Work request:
Only the lines holding the string "Debug" are needed; copy each of them from the data.

Supplied material:
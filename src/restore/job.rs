//! The persisted restore job record.

use crate::aws::ObjectSummary;
use crate::error::{Result, StateError};
use crate::restore::{CostEstimate, RestoreTier};
use chrono::{DateTime, Utc};
use regex::Regex;
use serde::{Deserialize, Serialize};
use std::path::PathBuf;
use std::sync::LazyLock;

/// Current version of the job record format
pub const JOB_FORMAT_VERSION: &str = "1.0";

static ONGOING_RE: LazyLock<Regex> = LazyLock::new(|| {
    Regex::new(r#"ongoing-request="(true|false)""#).expect("ongoing-request regex is valid")
});

static EXPIRY_RE: LazyLock<Regex> = LazyLock::new(|| {
    Regex::new(r#"expiry-date="([^"]+)""#).expect("expiry-date regex is valid")
});

/// Restore state of one object, derived from its `x-amz-restore` header
#[derive(Debug, Clone, PartialEq, Eq, Serialize, Deserialize)]
#[serde(tag = "state", rename_all = "snake_case")]
pub enum RestoreState {
    /// Archived and no restore requested
    NotRequested,
    /// Restore running
    InProgress,
    /// Temporary copy available
    Completed {
        /// When the temporary copy expires
        expiry: Option<String>,
    },
    /// Not archived, readable as-is
    Available,
}

impl RestoreState {
    /// Interpret a head-object response
    pub fn from_head(restore_header: Option<&str>, storage_class: Option<&str>) -> Self {
        match restore_header {
            Some(header) => {
                let ongoing = ONGOING_RE
                    .captures(header)
                    .map(|c| &c[1] == "true")
                    .unwrap_or(false);
                if ongoing {
                    RestoreState::InProgress
                } else {
                    RestoreState::Completed {
                        expiry: EXPIRY_RE.captures(header).map(|c| c[1].to_string()),
                    }
                }
            }
            None => match storage_class {
                Some("GLACIER") | Some("DEEP_ARCHIVE") => RestoreState::NotRequested,
                _ => RestoreState::Available,
            },
        }
    }

    /// The object can be copied now
    pub fn is_ready(&self) -> bool {
        matches!(self, RestoreState::Completed { .. } | RestoreState::Available)
    }

    /// Short label for tables
    pub fn label(&self) -> &'static str {
        match self {
            RestoreState::NotRequested => "not requested",
            RestoreState::InProgress => "in progress",
            RestoreState::Completed { .. } => "completed",
            RestoreState::Available => "available",
        }
    }
}

/// One object tracked by a job
#[derive(Debug, Clone, PartialEq, Eq, Serialize, Deserialize)]
pub struct TrackedObject {
    /// Object key
    pub key: String,
    /// Size in bytes
    pub size_bytes: u64,
    /// Storage class at listing time
    pub storage_class: String,
    /// Whether S3 accepted the restore request
    pub requested: bool,
    /// Why the request was rejected, if it was
    #[serde(default)]
    pub request_error: Option<String>,
    /// Last observed restore state
    pub restore: RestoreState,
    /// When `restore` was last refreshed
    #[serde(default)]
    pub checked_at: Option<DateTime<Utc>>,
    /// When the object was copied locally
    #[serde(default)]
    pub downloaded_at: Option<DateTime<Utc>>,
    /// Where it was copied to
    #[serde(default)]
    pub local_path: Option<PathBuf>,
}

/// Locally persisted record of one restore request batch
#[derive(Debug, Clone, PartialEq, Serialize, Deserialize)]
pub struct RestoreJob {
    /// Version of the record format
    pub format_version: String,
    /// Generated identifier, also the file name
    pub job_id: String,
    /// Source bucket
    pub bucket: String,
    /// Key prefix the candidates were listed under
    pub prefix: String,
    /// Retrieval tier
    pub tier: RestoreTier,
    /// Days the restored copy stays available
    pub days: u32,
    /// When the job was created
    pub created_at: DateTime<Utc>,
    /// When the record was last written
    pub updated_at: DateTime<Utc>,
    /// Objects in the job
    pub files: Vec<TrackedObject>,
    /// Sum of object sizes
    pub total_size_bytes: u64,
    /// Retrieval cost at `tier`
    pub estimated_cost_usd: f64,
}

/// Aggregate completion across a job
#[derive(Debug, Clone, Copy, Default, PartialEq, Eq, Serialize)]
pub struct JobProgress {
    /// Objects tracked
    pub total: usize,
    /// Ready to download
    pub completed: usize,
    /// Still restoring
    pub in_progress: usize,
    /// Never requested or request rejected
    pub not_requested: usize,
    /// Already copied locally
    pub downloaded: usize,
}

impl JobProgress {
    /// Share of objects ready, 0-100
    pub fn percent_complete(&self) -> f64 {
        if self.total == 0 {
            return 100.0;
        }
        self.completed as f64 * 100.0 / self.total as f64
    }

    /// Every object is ready
    pub fn is_complete(&self) -> bool {
        self.completed == self.total
    }
}

impl RestoreJob {
    /// Create a job for archived objects; nothing has been requested yet
    pub fn new(
        bucket: impl Into<String>,
        prefix: impl Into<String>,
        tier: RestoreTier,
        days: u32,
        objects: &[ObjectSummary],
    ) -> Self {
        let now = Utc::now();
        let total_size_bytes = objects.iter().map(|o| o.size).sum();

        Self {
            format_version: JOB_FORMAT_VERSION.to_string(),
            job_id: generate_job_id(now),
            bucket: bucket.into(),
            prefix: prefix.into(),
            tier,
            days,
            created_at: now,
            updated_at: now,
            files: objects
                .iter()
                .map(|o| TrackedObject {
                    key: o.key.clone(),
                    size_bytes: o.size,
                    storage_class: o.storage_class.clone(),
                    requested: false,
                    request_error: None,
                    restore: RestoreState::NotRequested,
                    checked_at: None,
                    downloaded_at: None,
                    local_path: None,
                })
                .collect(),
            total_size_bytes,
            estimated_cost_usd: CostEstimate::for_bytes(total_size_bytes, tier).cost_usd,
        }
    }

    /// Count objects by state
    pub fn progress(&self) -> JobProgress {
        let mut progress = JobProgress {
            total: self.files.len(),
            ..JobProgress::default()
        };
        for file in &self.files {
            match file.restore {
                RestoreState::Completed { .. } | RestoreState::Available => progress.completed += 1,
                RestoreState::InProgress => progress.in_progress += 1,
                RestoreState::NotRequested => progress.not_requested += 1,
            }
            if file.downloaded_at.is_some() {
                progress.downloaded += 1;
            }
        }
        progress
    }

    /// Check the record can be handled by this build
    pub fn validate(&self) -> Result<()> {
        if self.format_version != JOB_FORMAT_VERSION {
            return Err(StateError::VersionMismatch {
                expected: JOB_FORMAT_VERSION.to_string(),
                found: self.format_version.clone(),
            }
            .into());
        }
        Ok(())
    }

    /// One-line description
    pub fn summary(&self) -> String {
        let progress = self.progress();
        format!(
            "{} - s3://{}/{} - {} file(s), {:.2} GB, {} tier - {:.1}% ready",
            self.job_id,
            self.bucket,
            self.prefix,
            progress.total,
            self.total_size_bytes as f64 / crate::restore::BYTES_PER_GB,
            self.tier,
            progress.percent_complete()
        )
    }
}

/// `restore-YYYYMMDD-HHMMSS-xxxxxxxx`
pub fn generate_job_id(now: DateTime<Utc>) -> String {
    let suffix = uuid::Uuid::new_v4().simple().to_string();
    format!("restore-{}-{}", now.format("%Y%m%d-%H%M%S"), &suffix[..8])
}

#[cfg(test)]
mod tests {
    use super::*;

    fn object(key: &str, size: u64, class: &str) -> ObjectSummary {
        ObjectSummary {
            key: key.to_string(),
            size,
            storage_class: class.to_string(),
        }
    }

    #[test]
    fn test_restore_header_parsing() {
        assert_eq!(
            RestoreState::from_head(Some(r#"ongoing-request="true""#), Some("GLACIER")),
            RestoreState::InProgress
        );
        assert_eq!(
            RestoreState::from_head(
                Some(r#"ongoing-request="false", expiry-date="Fri, 23 Dec 2012 00:00:00 GMT""#),
                Some("GLACIER")
            ),
            RestoreState::Completed {
                expiry: Some("Fri, 23 Dec 2012 00:00:00 GMT".to_string())
            }
        );
        assert_eq!(
            RestoreState::from_head(None, Some("DEEP_ARCHIVE")),
            RestoreState::NotRequested
        );
        assert_eq!(RestoreState::from_head(None, None), RestoreState::Available);
    }

    #[test]
    fn test_new_job_totals_and_cost() {
        let gb = 1024 * 1024 * 1024;
        let job = RestoreJob::new(
            "archive",
            "backups/2024/01/15/",
            RestoreTier::Standard,
            7,
            &[object("a.gz", 3 * gb, "GLACIER"), object("b.gz", gb, "GLACIER")],
        );

        assert!(job.job_id.starts_with("restore-"));
        assert_eq!(job.total_size_bytes, 4 * gb);
        assert!((job.estimated_cost_usd - 0.08).abs() < 1e-9);
        assert_eq!(job.progress().not_requested, 2);
        assert!(job.validate().is_ok());
    }

    #[test]
    fn test_progress_counts() {
        let mut job = RestoreJob::new(
            "archive",
            "p/",
            RestoreTier::Bulk,
            1,
            &[
                object("a", 1, "GLACIER"),
                object("b", 1, "GLACIER"),
                object("c", 1, "GLACIER"),
                object("d", 1, "GLACIER"),
            ],
        );
        job.files[0].restore = RestoreState::Completed { expiry: None };
        job.files[0].downloaded_at = Some(Utc::now());
        job.files[1].restore = RestoreState::InProgress;
        job.files[2].restore = RestoreState::Available;

        let progress = job.progress();
        assert_eq!(progress.completed, 2);
        assert_eq!(progress.in_progress, 1);
        assert_eq!(progress.not_requested, 1);
        assert_eq!(progress.downloaded, 1);
        assert!((progress.percent_complete() - 50.0).abs() < 1e-9);
        assert!(!progress.is_complete());
    }

    #[test]
    fn test_version_mismatch_is_rejected() {
        let mut job = RestoreJob::new("archive", "p/", RestoreTier::Bulk, 1, &[]);
        job.format_version = "0.9".to_string();
        assert!(job.validate().is_err());
    }

    #[test]
    fn test_job_ids_are_unique() {
        let now = Utc::now();
        assert_ne!(generate_job_id(now), generate_job_id(now));
    }
}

Output:
#[derive(Debug, Clone, PartialEq, Eq, Serialize, Deserialize)]
#[derive(Debug, Clone, PartialEq, Eq, Serialize, Deserialize)]
#[derive(Debug, Clone, PartialEq, Serialize, Deserialize)]
#[derive(Debug, Clone, Copy, Default, PartialEq, Eq, Serialize)]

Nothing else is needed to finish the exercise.